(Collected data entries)
//! Unified error handling for HTTP.
//!
//! Provides a single error type that renders as an Axum HTTP response with a
//! stable `{"error": {"code", "message"}}` body.

use axum::{
    http::StatusCode,
    response::{IntoResponse, Response},
    Json,
};
use domain::DomainError;
use serde::Serialize;
use thiserror::Error;

/// Application error types.
#[derive(Error, Debug)]
pub enum AppError {
    // Resource errors
    #[error("Resource not found")]
    NotFound,

    // Validation
    #[error("{0}")]
    Validation(String),

    #[error("Invalid input: {0}")]
    BadRequest(String),

    #[error("Invalid identifier: {0}")]
    InvalidId(String),

    // External service errors
    #[cfg(feature = "database")]
    #[error("Database error")]
    Database(#[from] sea_orm::DbErr),

    // Internal
    #[error("Internal server error")]
    Internal(String),
}

/// Error response body for HTTP
#[derive(Debug, Serialize)]
struct ErrorResponse {
    error: ErrorBody,
}

#[derive(Debug, Serialize)]
struct ErrorBody {
    code: String,
    message: String,
}

impl AppError {
    /// Get error code for client
    pub fn code(&self) -> &'static str {
        match self {
            AppError::NotFound => "NOT_FOUND",
            AppError::Validation(_) => "VALIDATION_ERROR",
            AppError::BadRequest(_) => "BAD_REQUEST",
            AppError::InvalidId(_) => "INVALID_ID",
            #[cfg(feature = "database")]
            AppError::Database(_) => "DATABASE_ERROR",
            AppError::Internal(_) => "INTERNAL_ERROR",
        }
    }

    /// Get HTTP status code
    pub fn status(&self) -> StatusCode {
        match self {
            AppError::NotFound => StatusCode::NOT_FOUND,
            AppError::Validation(_) | AppError::BadRequest(_) | AppError::InvalidId(_) => {
                StatusCode::BAD_REQUEST
            }
            _ => StatusCode::INTERNAL_SERVER_ERROR,
        }
    }

    /// Get user-facing message (hides internal details)
    pub fn user_message(&self) -> String {
        match self {
            // Show full message for client errors
            AppError::Validation(msg) => msg.clone(),
            AppError::BadRequest(msg) => msg.clone(),

            // Hide details for internal errors
            #[cfg(feature = "database")]
            AppError::Database(e) => {
                tracing::error!("Database error: {:?}", e);
                "A database error occurred".to_string()
            }
            AppError::Internal(msg) => {
                tracing::error!("Internal error: {}", msg);
                "An internal error occurred".to_string()
            }

            _ => self.to_string(),
        }
    }
}

// =============================================================================
// HTTP Response (Axum)
// =============================================================================

impl IntoResponse for AppError {
    fn into_response(self) -> Response {
        let status = self.status();
        let body = ErrorResponse {
            error: ErrorBody {
                code: self.code().to_string(),
                message: self.user_message(),
            },
        };

        (status, Json(body)).into_response()
    }
}

// =============================================================================
// Domain Error Conversion
// =============================================================================

impl From<DomainError> for AppError {
    fn from(err: DomainError) -> Self {
        match err {
            DomainError::Validation(msg) => AppError::Validation(msg),
            DomainError::InvalidId(raw) => AppError::InvalidId(raw),
            DomainError::Password(msg) => AppError::Internal(msg),
        }
    }
}

/// Result type alias
pub type AppResult<T> = Result<T, AppError>;

/// Extension trait for Option -> AppError conversion
pub trait OptionExt<T> {
    fn ok_or_not_found(self) -> AppResult<T>;
}

impl<T> OptionExt<T> for Option<T> {
    fn ok_or_not_found(self) -> AppResult<T> {
        self.ok_or(AppError::NotFound)
    }
}

/// Convenience constructors
impl AppError {
    pub fn validation(msg: impl Into<String>) -> Self {
        AppError::Validation(msg.into())
    }

    pub fn bad_request(msg: impl Into<String>) -> Self {
        AppError::BadRequest(msg.into())
    }

    pub fn internal(msg: impl Into<String>) -> Self {
        AppError::Internal(msg.into())
    }
}
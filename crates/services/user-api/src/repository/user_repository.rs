//! User repository implementation.

use std::sync::Arc;

use async_trait::async_trait;
use sea_orm::{
    sea_query::Expr, ColumnTrait, DatabaseConnection, EntityTrait, QueryFilter, QueryOrder, Set,
};
use uuid::Uuid;

use super::entities::user::{self, ActiveModel, Entity as UserEntity};
use common::{AppError, AppResult};
use domain::{parse_user_id, NewUser, User, UserChanges};

#[cfg(any(test, feature = "test-utils"))]
use mockall::automock;

/// User repository trait for dependency injection.
///
/// Identifiers arrive as text and are parsed here; a malformed id fails with
/// `AppError::InvalidId` before any statement is issued.
#[cfg_attr(any(test, feature = "test-utils"), automock)]
#[async_trait]
pub trait UserRepository: Send + Sync {
    /// Insert a new user with a fresh id and return the stored row
    async fn create(&self, new_user: NewUser, password_hash: String) -> AppResult<User>;

    /// Find user by ID. `None` when no row matches.
    async fn find_by_id(&self, id: &str) -> AppResult<Option<User>>;

    /// List all users ordered by name
    async fn list(&self) -> AppResult<Vec<User>>;

    /// Overlay the supplied fields onto the stored row and return the result.
    /// Fails with `AppError::NotFound` when no row matches.
    async fn update(
        &self,
        id: &str,
        changes: UserChanges,
        password_hash: Option<String>,
    ) -> AppResult<User>;

    /// Hard delete. Fails with `AppError::NotFound` when no row was removed.
    async fn delete(&self, id: &str) -> AppResult<()>;
}

/// Column values written by an update.
#[derive(Debug, Clone, PartialEq, Eq)]
pub struct MergedRow {
    pub name: String,
    pub email: String,
    pub password_hash: String,
}

/// Overlay non-empty changes onto the current row.
///
/// Empty strings count as "not supplied", so a name or email can never be
/// cleared.
pub fn merge_changes(
    current: &user::Model,
    changes: UserChanges,
    password_hash: Option<String>,
) -> MergedRow {
    fn pick(new: Option<String>, old: &str) -> String {
        match new {
            Some(value) if !value.is_empty() => value,
            _ => old.to_string(),
        }
    }

    MergedRow {
        name: pick(changes.name, &current.name),
        email: pick(changes.email, &current.email),
        password_hash: pick(password_hash, &current.password_hash),
    }
}

/// SeaORM-backed implementation of UserRepository
pub struct UserStore {
    db: Arc<DatabaseConnection>,
}

impl UserStore {
    /// Create new repository instance over a shared pool
    pub fn new(db: Arc<DatabaseConnection>) -> Self {
        Self { db }
    }

    async fn fetch(&self, id: Uuid) -> AppResult<Option<user::Model>> {
        let model = UserEntity::find_by_id(id).one(self.db.as_ref()).await?;
        Ok(model)
    }
}

#[async_trait]
impl UserRepository for UserStore {
    async fn create(&self, new_user: NewUser, password_hash: String) -> AppResult<User> {
        let id = Uuid::new_v4();
        let active_model = ActiveModel {
            id: Set(id),
            name: Set(new_user.name),
            email: Set(new_user.email),
            password_hash: Set(password_hash),
            ..Default::default()
        };

        UserEntity::insert(active_model)
            .exec_without_returning(self.db.as_ref())
            .await
            .map_err(AppError::from)?;

        // Re-read so the timestamps come from storage
        let model = self.fetch(id).await?.ok_or_else(|| {
            AppError::internal(format!("inserted user {} could not be read back", id))
        })?;

        tracing::debug!(user_id = %id, "Inserted user row");
        Ok(User::from(model))
    }

    async fn find_by_id(&self, id: &str) -> AppResult<Option<User>> {
        let id = parse_user_id(id)?;
        Ok(self.fetch(id).await?.map(User::from))
    }

    async fn list(&self) -> AppResult<Vec<User>> {
        let models = UserEntity::find()
            .order_by_asc(user::Column::Name)
            .all(self.db.as_ref())
            .await
            .map_err(AppError::from)?;

        Ok(models.into_iter().map(User::from).collect())
    }

    async fn update(
        &self,
        id: &str,
        changes: UserChanges,
        password_hash: Option<String>,
    ) -> AppResult<User> {
        let id = parse_user_id(id)?;
        let current = self.fetch(id).await?.ok_or(AppError::NotFound)?;
        let merged = merge_changes(&current, changes, password_hash);

        UserEntity::update_many()
            .col_expr(user::Column::Name, Expr::value(merged.name))
            .col_expr(user::Column::Email, Expr::value(merged.email))
            .col_expr(user::Column::PasswordHash, Expr::value(merged.password_hash))
            .col_expr(user::Column::UpdatedAt, Expr::current_timestamp().into())
            .filter(user::Column::Id.eq(id))
            .exec(self.db.as_ref())
            .await
            .map_err(AppError::from)?;

        // A concurrent delete between the write and this read surfaces as not found
        let model = self.fetch(id).await?.ok_or(AppError::NotFound)?;

        tracing::debug!(user_id = %id, "Updated user row");
        Ok(User::from(model))
    }

    async fn delete(&self, id: &str) -> AppResult<()> {
        let id = parse_user_id(id)?;
        let result = UserEntity::delete_by_id(id)
            .exec(self.db.as_ref())
            .await
            .map_err(AppError::from)?;

        if result.rows_affected == 0 {
            return Err(AppError::NotFound);
        }

        tracing::debug!(user_id = %id, "Deleted user row");
        Ok(())
    }
}

#[cfg(test)]
mod tests {
    use super::*;
    use chrono::{Duration, Utc};
    use sea_orm::{DatabaseBackend, MockDatabase, MockExecResult};

    fn current_row() -> user::Model {
        user::Model {
            id: Uuid::new_v4(),
            name: "Old Name".to_string(),
            email: "old@example.com".to_string(),
            password_hash: "$argon2id$old".to_string(),
            created_at: Utc::now(),
            updated_at: Utc::now(),
        }
    }

    #[test]
    fn test_merge_keeps_unsupplied_fields() {
        let current = current_row();
        let merged = merge_changes(&current, UserChanges::default(), None);

        assert_eq!(merged.name, "Old Name");
        assert_eq!(merged.email, "old@example.com");
        assert_eq!(merged.password_hash, "$argon2id$old");
    }

    #[test]
    fn test_merge_overlays_supplied_fields() {
        let current = current_row();
        let changes = UserChanges {
            name: Some("New Name".to_string()),
            email: None,
        };
        let merged = merge_changes(&current, changes, Some("$argon2id$new".to_string()));

        assert_eq!(merged.name, "New Name");
        assert_eq!(merged.email, "old@example.com");
        assert_eq!(merged.password_hash, "$argon2id$new");
    }

    #[test]
    fn test_merge_treats_empty_strings_as_unsupplied() {
        let current = current_row();
        let changes = UserChanges {
            name: Some(String::new()),
            email: Some(String::new()),
        };
        let merged = merge_changes(&current, changes, Some(String::new()));

        assert_eq!(merged.name, "Old Name");
        assert_eq!(merged.email, "old@example.com");
        assert_eq!(merged.password_hash, "$argon2id$old");
    }

    #[test]
    fn test_model_into_domain_user() {
        let row = current_row();
        let id = row.id;
        let user = User::from(row);

        assert_eq!(user.id, id);
        assert_eq!(user.password_hash, "$argon2id$old");
    }

    fn exec(rows_affected: u64) -> MockExecResult {
        MockExecResult {
            last_insert_id: 0,
            rows_affected,
        }
    }

    fn mock_store(mock: MockDatabase) -> (UserStore, Arc<DatabaseConnection>) {
        let db = Arc::new(mock.into_connection());
        (UserStore::new(Arc::clone(&db)), db)
    }

    /// SQL text of every statement the store issued, in order.
    fn issued_sql(store: UserStore, db: Arc<DatabaseConnection>) -> Vec<String> {
        drop(store);
        let db = match Arc::try_unwrap(db) {
            Ok(db) => db,
            Err(_) => panic!("connection still shared"),
        };
        db.into_transaction_log()
            .iter()
            .flat_map(|txn| txn.statements().iter().map(|stmt| stmt.sql.clone()))
            .collect()
    }

    #[tokio::test]
    async fn test_create_returns_row_read_back_from_storage() {
        let stored = current_row();
        let (store, db) = mock_store(
            MockDatabase::new(DatabaseBackend::Postgres)
                .append_exec_results([exec(1)])
                .append_query_results([vec![stored.clone()]]),
        );

        let new_user = NewUser {
            name: stored.name.clone(),
            email: stored.email.clone(),
        };
        let user = store
            .create(new_user, stored.password_hash.clone())
            .await
            .unwrap();

        assert_eq!(user, User::from(stored));

        let sql = issued_sql(store, db);
        assert_eq!(sql.len(), 2);
        assert!(sql[0].starts_with(r#"INSERT INTO "users""#));
        assert!(sql[1].starts_with("SELECT"));
    }

    #[tokio::test]
    async fn test_find_by_id_without_row_is_none() {
        let (store, _db) = mock_store(
            MockDatabase::new(DatabaseBackend::Postgres)
                .append_query_results([Vec::<user::Model>::new()]),
        );

        let found = store.find_by_id(&Uuid::new_v4().to_string()).await.unwrap();
        assert!(found.is_none());
    }

    #[tokio::test]
    async fn test_malformed_id_issues_no_statement() {
        let (store, db) = mock_store(MockDatabase::new(DatabaseBackend::Postgres));

        assert!(matches!(
            store.find_by_id("not-a-uuid").await,
            Err(AppError::InvalidId(_))
        ));
        assert!(matches!(
            store.delete("").await,
            Err(AppError::InvalidId(_))
        ));
        assert!(issued_sql(store, db).is_empty());
    }

    #[tokio::test]
    async fn test_list_empty_table_is_empty_vec() {
        let (store, _db) = mock_store(
            MockDatabase::new(DatabaseBackend::Postgres)
                .append_query_results([Vec::<user::Model>::new()]),
        );

        assert_eq!(store.list().await.unwrap(), Vec::<User>::new());
    }

    #[tokio::test]
    async fn test_list_orders_by_name() {
        let (store, db) = mock_store(
            MockDatabase::new(DatabaseBackend::Postgres)
                .append_query_results([vec![current_row()]]),
        );

        assert_eq!(store.list().await.unwrap().len(), 1);

        let sql = issued_sql(store, db);
        assert!(sql[0].ends_with(r#"ORDER BY "users"."name" ASC"#));
    }

    #[tokio::test]
    async fn test_update_overlays_and_refreshes_timestamp() {
        let current = current_row();
        let updated = user::Model {
            name: "New Name".to_string(),
            updated_at: current.updated_at + Duration::seconds(5),
            ..current.clone()
        };
        let (store, db) = mock_store(
            MockDatabase::new(DatabaseBackend::Postgres)
                .append_query_results([vec![current.clone()], vec![updated.clone()]])
                .append_exec_results([exec(1)]),
        );

        let changes = UserChanges {
            name: Some("New Name".to_string()),
            email: None,
        };
        let user = store
            .update(&current.id.to_string(), changes, None)
            .await
            .unwrap();

        assert_eq!(user, User::from(updated));

        let sql = issued_sql(store, db);
        assert_eq!(sql.len(), 3);
        assert!(sql[1].starts_with(r#"UPDATE "users" SET"#));
        assert!(sql[1].contains(r#""updated_at" = CURRENT_TIMESTAMP"#));
        assert!(sql[2].starts_with("SELECT"));
    }

    #[tokio::test]
    async fn test_update_missing_row_is_not_found() {
        let (store, db) = mock_store(
            MockDatabase::new(DatabaseBackend::Postgres)
                .append_query_results([Vec::<user::Model>::new()]),
        );

        let changes = UserChanges {
            name: Some("Nobody".to_string()),
            email: None,
        };
        let result = store
            .update(&Uuid::new_v4().to_string(), changes, None)
            .await;

        assert!(matches!(result, Err(AppError::NotFound)));
        // Only the lookup ran; nothing was written
        assert_eq!(issued_sql(store, db).len(), 1);
    }

    #[tokio::test]
    async fn test_delete_removes_row() {
        let (store, _db) = mock_store(
            MockDatabase::new(DatabaseBackend::Postgres).append_exec_results([exec(1)]),
        );

        assert!(store.delete(&Uuid::new_v4().to_string()).await.is_ok());
    }

    #[tokio::test]
    async fn test_delete_without_affected_row_is_not_found() {
        let (store, _db) = mock_store(
            MockDatabase::new(DatabaseBackend::Postgres).append_exec_results([exec(0)]),
        );

        let result = store.delete(&Uuid::new_v4().to_string()).await;
        assert!(matches!(result, Err(AppError::NotFound)));
    }

    #[tokio::test]
    async fn test_storage_failure_is_database_error() {
        let (store, _db) = mock_store(
            MockDatabase::new(DatabaseBackend::Postgres)
                .append_query_errors([sea_orm::DbErr::Custom("gone".to_string())]),
        );

        assert!(matches!(store.list().await, Err(AppError::Database(_))));
    }
}
use base64::engine::general_purpose::URL_SAFE_NO_PAD;
use base64::Engine;
use sha2::{Digest, Sha256};

#[derive(Debug, Clone, PartialEq)]
#[derive(serde::Deserialize, serde::Serialize)]
pub enum Transformation {
    #[serde(rename = "plain")]
    Plain,
    S256,
}

impl Default for Transformation {
    fn default() -> Self {
        Self::S256
    }
}

#[derive(Debug, Clone, PartialEq)]
#[derive(serde::Deserialize, serde::Serialize)]
pub struct Challenge {
    #[serde(rename = "code_challenge")]
    pub code: String,
    #[serde(rename = "code_challenge_method")]
    #[serde(default)]
    pub method: Transformation,
}

impl Challenge {
    /// `BASE64URL(SHA256(verifier))`
    pub fn from_verifier(verifier: &Verifier) -> Self {
        let digest = Sha256::digest(verifier.value.as_bytes());
        Self {
            code: URL_SAFE_NO_PAD.encode(digest),
            method: Transformation::S256,
        }
    }
}

#[derive(Debug, Clone, PartialEq)]
#[derive(serde::Deserialize, serde::Serialize)]
pub struct Verifier {
    #[serde(rename = "code_verifier")]
    pub value: String,
}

What the task requires: Only lines holding the word "InvalidId" belong in the answer; copy all of them from the records.

Solution for this problem:
    InvalidId(String),
            AppError::InvalidId(_) => "INVALID_ID",
            AppError::Validation(_) | AppError::BadRequest(_) | AppError::InvalidId(_) => {
            DomainError::InvalidId(raw) => AppError::InvalidId(raw),
/// `AppError::InvalidId` before any statement is issued.
            Err(AppError::InvalidId(_))
            Err(AppError::InvalidId(_))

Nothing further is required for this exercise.